Per inciso, ho sempre pensato che un dibattito sull’architettura
centrato sulle parole di uno scrittore, seppure ingegnere elettronico,
dovesse per equità essere accompagnato da un omologo
dibattito sullo scrivere centrato sulle parole di un architetto,
il che non è mai accaduto, forse perché, per dibattere,
gli scrittori sono molto più bravi degli architetti ed
in un certo senso, prevaricano.
Quella della bruttezza di Milano è una questione annosa,
un’aspettativa costantemente delusa, una speranza incompiuta
e, forse, un destino che non sta scritto nello sviluppo delle
città, di nessuna città.
Probabilmente se Milano, anziché in Lombardia, fosse
nel Texas, sarebbe una città bellissima, ma in Italia,
dove è presente più del 50% dei siti e dei reperti
archeologici di tutto il mondo, dove si trova l'80% delle opere
d’arte di tutta la parte conosciuta del pianeta, beh,
qui è un pò dura vedersela anche con un piccolo
paesino dell’Umbria o della Toscana.
Gadda porta avanti una tesi che forse già nel '38 poteva
odorare di aria fritta, quella di un'architettura sociale, esorbitante
dai "circoscritti motivi del committente",
un’architettura che faccia sue le motivazioni "percepite
dalla generosità civile" tanto che, egli dice,
"per essere un buon architetto bisogna essere un buon
cittadino, e avere anima profondamente sensitiva, onesta e cognitiva".
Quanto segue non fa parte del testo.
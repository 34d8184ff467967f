// calltrace: step-through call stack animator

use std::cell::RefCell;
use std::fs::File;
use std::io;
use std::path::PathBuf;
use std::rc::Rc;
use std::sync::Mutex;
use std::time::Duration;

use anyhow::{bail, Context};
use clap::Parser;
use crossterm::{
    execute,
    terminal::{disable_raw_mode, enable_raw_mode, EnterAlternateScreen, LeaveAlternateScreen},
};
use ratatui::{backend::CrosstermBackend, Terminal};
use tokio::task::LocalSet;
use tracing_subscriber::EnvFilter;

use calltrace::config::TraceConfig;
use calltrace::programs::Program;
use calltrace::surface::{Canvas, SharedSurface};
use calltrace::trace::{Control, TraceSession};
use calltrace::ui::App;

/// Canvas size used when no terminal is attached
const HEADLESS_SIZE: (f64, f64) = (80.0, 24.0);

/// calltrace - step through traced function calls
#[derive(Parser, Debug)]
#[command(name = "calltrace")]
#[command(version = "0.1.0")]
#[command(about = "Step-through call stack animator", long_about = None)]
struct Cli {
    /// Demo program to trace
    #[arg(short, long, value_enum, default_value_t = Program::Factorial)]
    demo: Program,

    /// Argument passed to the demo's entry function
    #[arg(short = 'n', long, default_value_t = 4)]
    arg: i64,

    /// Fixed frame width; derived from the maximum depth when unset
    #[arg(long)]
    frame_width: Option<f64>,

    /// Frame height
    #[arg(long)]
    frame_height: Option<f64>,

    /// Delay between automatic steps in run mode, in milliseconds
    #[arg(long, default_value_t = 100)]
    run_delay_ms: u64,

    /// Deepest call nesting to leave room for; defaults to the demo's own
    #[arg(long)]
    max_depth: Option<usize>,

    /// Leave the outermost frame on screen after it returns
    #[arg(long)]
    keep_last_frame: bool,

    /// Run the demo to completion without a terminal and print the result
    #[arg(long)]
    headless: bool,

    /// Write logs to this file (TUI mode logs nowhere otherwise)
    #[arg(long)]
    log_file: Option<PathBuf>,
}

impl Cli {
    fn trace_config(&self) -> TraceConfig {
        let mut config = TraceConfig::default()
            .with_max_depth(self.max_depth.unwrap_or(self.demo.max_depth(self.arg)))
            .with_run_delay(Duration::from_millis(self.run_delay_ms))
            .with_keep_last_frame(self.keep_last_frame);
        if let Some(width) = self.frame_width {
            config = config.with_frame_width(width);
        }
        if let Some(height) = self.frame_height {
            config = config.with_frame_height(height);
        }
        config
    }
}

fn init_logging(cli: &Cli) -> anyhow::Result<()> {
    let filter = EnvFilter::try_from_default_env().unwrap_or_else(|_| EnvFilter::new("info"));
    if let Some(path) = &cli.log_file {
        let file = File::create(path)
            .with_context(|| format!("failed to create log file {}", path.display()))?;
        tracing_subscriber::fmt()
            .with_env_filter(filter)
            .with_ansi(false)
            .with_writer(Mutex::new(file))
            .init();
    } else if cli.headless {
        tracing_subscriber::fmt()
            .with_env_filter(filter)
            .with_writer(io::stderr)
            .init();
    }
    Ok(())
}

#[tokio::main(flavor = "current_thread")]
async fn main() -> anyhow::Result<()> {
    let cli = Cli::parse();
    init_logging(&cli)?;

    let local = LocalSet::new();
    local
        .run_until(async move {
            if cli.headless {
                run_headless(&cli).await
            } else {
                run_tui(&cli).await
            }
        })
        .await
}

fn build_session(cli: &Cli, canvas: &Rc<RefCell<Canvas>>) -> TraceSession {
    let surface: SharedSurface = canvas.clone();
    let session = TraceSession::new(cli.demo.title(), surface, cli.trace_config());
    cli.demo.install(&session, cli.arg);
    session
}

async fn run_headless(cli: &Cli) -> anyhow::Result<()> {
    let canvas = Rc::new(RefCell::new(Canvas::new(HEADLESS_SIZE.0, HEADLESS_SIZE.1)));
    let session = build_session(cli, &canvas);
    session.start();
    session.control(Control::Run);

    while !session.is_finished() {
        tokio::time::sleep(Duration::from_millis(10)).await;
    }
    session.stop();
    let Some(outcome) = session.outcome() else {
        bail!("trace of {} ended without a result", cli.demo.title());
    };

    match outcome {
        Ok(value) => {
            println!("{}({}) = {}", cli.demo.title(), cli.arg, value);
            Ok(())
        }
        Err(err) => bail!("trace of {} failed: {}", cli.demo.title(), err),
    }
}

async fn run_tui(cli: &Cli) -> anyhow::Result<()> {
    let canvas = Rc::new(RefCell::new(Canvas::new(HEADLESS_SIZE.0, HEADLESS_SIZE.1)));

    // Set up terminal
    enable_raw_mode().context("failed to enable raw mode")?;
    let mut stdout = io::stdout();
    execute!(stdout, EnterAlternateScreen).context("failed to enter alternate screen")?;
    let backend = CrosstermBackend::new(stdout);
    let mut terminal = Terminal::new(backend).context("failed to create terminal")?;

    // Size the canvas before the first frame is created
    if let Ok(size) = terminal.size() {
        let area = calltrace::ui::panes::canvas_area(ratatui::layout::Rect::new(
            0,
            0,
            size.width,
            size.height.saturating_sub(1),
        ));
        canvas
            .borrow_mut()
            .resize(area.width as f64, area.height as f64);
    }

    let session = build_session(cli, &canvas);
    session.start();

    // Create and run app
    let mut app = App::new(session, canvas);
    let res = app.run(&mut terminal).await;

    // Restore terminal
    disable_raw_mode()?;
    execute!(terminal.backend_mut(), LeaveAlternateScreen)?;
    terminal.show_cursor()?;

    res.context("terminal UI failed")
}
//! Visual surface abstraction
//!
//! The tracing core never draws anything itself. It drives a [`Surface`]:
//! an owner of visual frames that can position, fade and scale them,
//! highlight tagged regions of their listings and show variable values and
//! value tags. [`Canvas`] is the in-memory implementation used by the
//! terminal UI and by the tests.
//!
//! # Handles
//!
//! Frames and value tags are referred to by opaque ids handed out by the
//! surface. Operations on a handle whose frame has been detached are
//! ignored, so animations still running when their frame leaves the stack
//! are harmless.

pub mod canvas;

pub use canvas::Canvas;

use crate::error::Result;
use crate::model::function::FunctionInfo;
use std::cell::RefCell;
use std::rc::Rc;

/// Identifies one visual frame on a surface
#[derive(Debug, Clone, Copy, PartialEq, Eq, Hash, PartialOrd, Ord)]
pub struct FrameHandle(pub u64);

/// A tagged region inside a visual frame
#[derive(Debug, Clone, Copy, PartialEq, Eq, Hash)]
pub struct RegionRef {
    pub frame: FrameHandle,
    pub index: usize,
}

/// Identifies one value tag on a surface
#[derive(Debug, Clone, Copy, PartialEq, Eq, Hash, PartialOrd, Ord)]
pub struct TagHandle(pub u64);

/// Surface shared between the session, running animations and the UI
pub type SharedSurface = Rc<RefCell<dyn Surface>>;

/// Rendering collaborator driven by the tracing core
pub trait Surface {
    /// Width and height available for frames
    fn size(&self) -> (f64, f64);

    /// Create a detached visual frame showing the function's listing
    fn create_visual_frame(&mut self, function: &FunctionInfo, width: f64, height: f64)
        -> FrameHandle;

    /// Put a frame on screen, above every frame already attached
    fn attach(&mut self, frame: FrameHandle);

    /// Take a frame off screen and release it
    fn detach(&mut self, frame: FrameHandle);

    fn position(&self, frame: FrameHandle) -> Option<(f64, f64)>;

    fn set_position(&mut self, frame: FrameHandle, x: f64, y: f64);

    /// Translate a frame by the given displacement
    fn move_by(&mut self, frame: FrameHandle, dx: f64, dy: f64) {
        if let Some((x, y)) = self.position(frame) {
            self.set_position(frame, x + dx, y + dy);
        }
    }

    fn set_opacity(&mut self, frame: FrameHandle, opacity: f64);

    fn set_scale(&mut self, frame: FrameHandle, scale: f64);

    /// Find the unique region tagged `tag`; more than one match is an error
    fn find_tagged_region(&self, frame: FrameHandle, tag: &str) -> Result<Option<RegionRef>>;

    fn set_region_highlighted(&mut self, region: RegionRef, highlighted: bool);

    fn set_region_visible(&mut self, region: RegionRef, visible: bool);

    /// Show `text` just below the anchor region
    fn render_value_tag(&mut self, text: &str, anchor: RegionRef) -> TagHandle;

    fn remove_value_tag(&mut self, tag: TagHandle);

    /// Create or update the box of a named variable
    fn put_variable(&mut self, frame: FrameHandle, name: &str, text: &str, width: f64);

    /// Move a variable box; `y` of `None` keeps it on the bottom row
    fn place_variable(&mut self, frame: FrameHandle, name: &str, x: f64, y: Option<f64>);

    /// Create or update an array display
    fn put_array(&mut self, frame: FrameHandle, name: &str, cells: &[String], at: Option<(f64, f64)>);

    /// Remove every frame and tag
    fn clear(&mut self);
}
È una chiave di lettura dell’architettura
e soprattutto del fare architettura, filosofica, morale, etica,
legata al periodo storico in cui è stata scritta e probabilmente
alla vicenda personale di chi l’ha scritta, ma probabilmente
anche all’ignoranza architettonico-urbanistica dell'ingegnere,
o meglio ad una sua personale concezione "letteraria"
dell’architettura.
Una città costruisce la sua fisionomia architettonica
nel tempo, portandosi dietro nei secoli ciò che è
stato fatto, un’architettura non è un libro, che
se non piace resta invenduto su uno scaffale e nessuno sa neppure
della sua esistenza, l’architettura non si può
nascondere, siamo obbligati a guardarla e a leggerla storicamente
perché rappresenta una traccia dell'uomo concreta e visibile,
dove tutto concorre al risultato finale, nel bene e nel male.
Per questo gli scrittori falliti sembrano meno numerosi degli
architetti falliti, perché non sono obbligati a mettere
in piazza, o in strada, i loro fallimenti.
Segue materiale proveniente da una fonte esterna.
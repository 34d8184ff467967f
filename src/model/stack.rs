//! Call stack of live frames
//!
//! Strictly LIFO: frames are pushed when an invocation begins and popped
//! when it completes. Positioning and surface attachment happen in the
//! session, which knows the configured per-level offsets.

use super::frame::StackFrame;
use crate::surface::FrameHandle;

/// The call stack
#[derive(Debug, Clone, Default)]
pub struct CallStack {
    frames: Vec<StackFrame>,
}

impl CallStack {
    pub fn new() -> Self {
        CallStack { frames: Vec::new() }
    }

    /// Push a frame and return its level (0 = outermost)
    pub fn push(&mut self, frame: StackFrame) -> usize {
        self.frames.push(frame);
        self.frames.len() - 1
    }

    /// Pop the top frame
    pub fn pop(&mut self) -> Option<StackFrame> {
        self.frames.pop()
    }

    /// Get the current (top) frame
    pub fn current_frame(&self) -> Option<&StackFrame> {
        self.frames.last()
    }

    /// Get a mutable reference to the current frame
    pub fn current_frame_mut(&mut self) -> Option<&mut StackFrame> {
        self.frames.last_mut()
    }

    /// The frame that called the current one
    pub fn caller_frame(&self) -> Option<&StackFrame> {
        self.frames.len().checked_sub(2).map(|i| &self.frames[i])
    }

    /// Find a live frame by its surface handle
    pub fn find_mut(&mut self, handle: FrameHandle) -> Option<&mut StackFrame> {
        self.frames.iter_mut().rev().find(|f| f.handle() == handle)
    }

    /// All frames, outermost first
    pub fn frames(&self) -> &[StackFrame] {
        &self.frames
    }

    /// Get the depth of the call stack
    pub fn depth(&self) -> usize {
        self.frames.len()
    }

    pub fn is_empty(&self) -> bool {
        self.frames.is_empty()
    }

    /// Remove every frame, returning them outermost first
    pub fn clear(&mut self) -> Vec<StackFrame> {
        std::mem::take(&mut self.frames)
    }
}

#[cfg(test)]
mod tests {
    use super::*;
    use crate::model::function::FunctionInfo;

    fn frame(name: &str, id: u64) -> StackFrame {
        StackFrame::new(FunctionInfo::new(name, ""), FrameHandle(id), 10.0, 5.0)
    }

    #[test]
    fn test_lifo_order() {
        let mut stack = CallStack::new();
        assert_eq!(stack.push(frame("main", 1)), 0);
        assert_eq!(stack.push(frame("f", 2)), 1);
        assert_eq!(stack.depth(), 2);

        assert_eq!(stack.pop().unwrap().name(), "f");
        assert_eq!(stack.current_frame().unwrap().name(), "main");
        assert_eq!(stack.pop().unwrap().name(), "main");
        assert!(stack.pop().is_none());
    }

    #[test]
    fn test_caller_frame() {
        let mut stack = CallStack::new();
        stack.push(frame("main", 1));
        assert!(stack.caller_frame().is_none());

        stack.push(frame("f", 2));
        assert_eq!(stack.caller_frame().unwrap().name(), "main");
        assert_eq!(stack.current_frame().unwrap().name(), "f");
    }

    #[test]
    fn test_find_and_clear() {
        let mut stack = CallStack::new();
        stack.push(frame("main", 1));
        stack.push(frame("f", 2));
        assert_eq!(stack.find_mut(FrameHandle(1)).unwrap().name(), "main");
        assert!(stack.find_mut(FrameHandle(9)).is_none());

        let frames = stack.clear();
        assert_eq!(frames.len(), 2);
        assert!(stack.is_empty());
    }
}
La Milano degli anni '30 è quella di Gio Ponti, di Figini
e Pollini, di Giovanni Muzio, del giovane Terragni, di Mattioli,
di Lingeri, di Griffini e tanti altri validi architetti milanesi.
È brutta la Milano che hanno costruito allora e che ci
hanno lasciato? Cos'è un'architettura "brutta"?
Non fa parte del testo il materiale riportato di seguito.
//! Function descriptors

use super::listing::Listing;
use std::rc::Rc;

/// Static description of a traced function: its name, the listing shown in
/// its frames and optional frame size overrides
#[derive(Debug, Clone, PartialEq)]
pub struct FunctionInfo {
    name: String,
    listing: Rc<Listing>,
    frame_width: Option<f64>,
    frame_height: Option<f64>,
}

impl FunctionInfo {
    /// Create a descriptor from a name and `[[tag|text]]` listing source
    pub fn new(name: impl Into<String>, source: &str) -> Self {
        FunctionInfo {
            name: name.into(),
            listing: Rc::new(Listing::parse(source)),
            frame_width: None,
            frame_height: None,
        }
    }

    pub fn with_frame_width(mut self, width: f64) -> Self {
        self.frame_width = Some(width);
        self
    }

    pub fn with_frame_height(mut self, height: f64) -> Self {
        self.frame_height = Some(height);
        self
    }

    pub fn name(&self) -> &str {
        &self.name
    }

    pub fn listing(&self) -> &Rc<Listing> {
        &self.listing
    }

    /// Frame width for this function, falling back to the session default
    pub fn frame_width(&self, default: f64) -> f64 {
        self.frame_width.unwrap_or(default)
    }

    /// Frame height for this function, falling back to the session default
    pub fn frame_height(&self, default: f64) -> f64 {
        self.frame_height.unwrap_or(default)
    }
}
Se si accetta il concetto che l’architettura esprima lo
spirito di un'epoca, di una civiltà, di un’etnia
anche quando sembra frutto di una geniale pensata individuale,
espressione di qualcosa che è nell’aria e che,
prima o dopo, un architetto sarà in grado di intercettare
ed interpretare, allora è difficile fare colpe o graduatorie
di merito, perché l’architettura (brutta) è
tale non, o non solo, per incapacità professionale dei
progettisti, ma perché specchio di una società
(brutta). Persino Gaudì, nella sua solitaria genialità
e originalità lontana da ogni stereotipo, coglie lo spirito del tempo, lo Zeitgeist romantico, e non fa altro che parlare espressionista come Van Gogh, come Munch, in un dialogo da lontano:
anche lui, come Picasso, non cerca ma trova quello che, seppur nascosto,
c’è.
Milano è una città bottegaia, essenziale, con
una sua cultura rustica di stampo celtico, spiccia, laboriosa,
ha l’architettura che si merita, che solo per il fatto
di essere "giusta" per i suoi cittadini, è
anche "bella", perché se Milano fosse una città
raffinata, estetizzante, pervasa da quella che Gadda chiama
"una coscienza d’arte", allora ci abiterebbero
i Fiorentini o i Veneziani, non i Milanesi!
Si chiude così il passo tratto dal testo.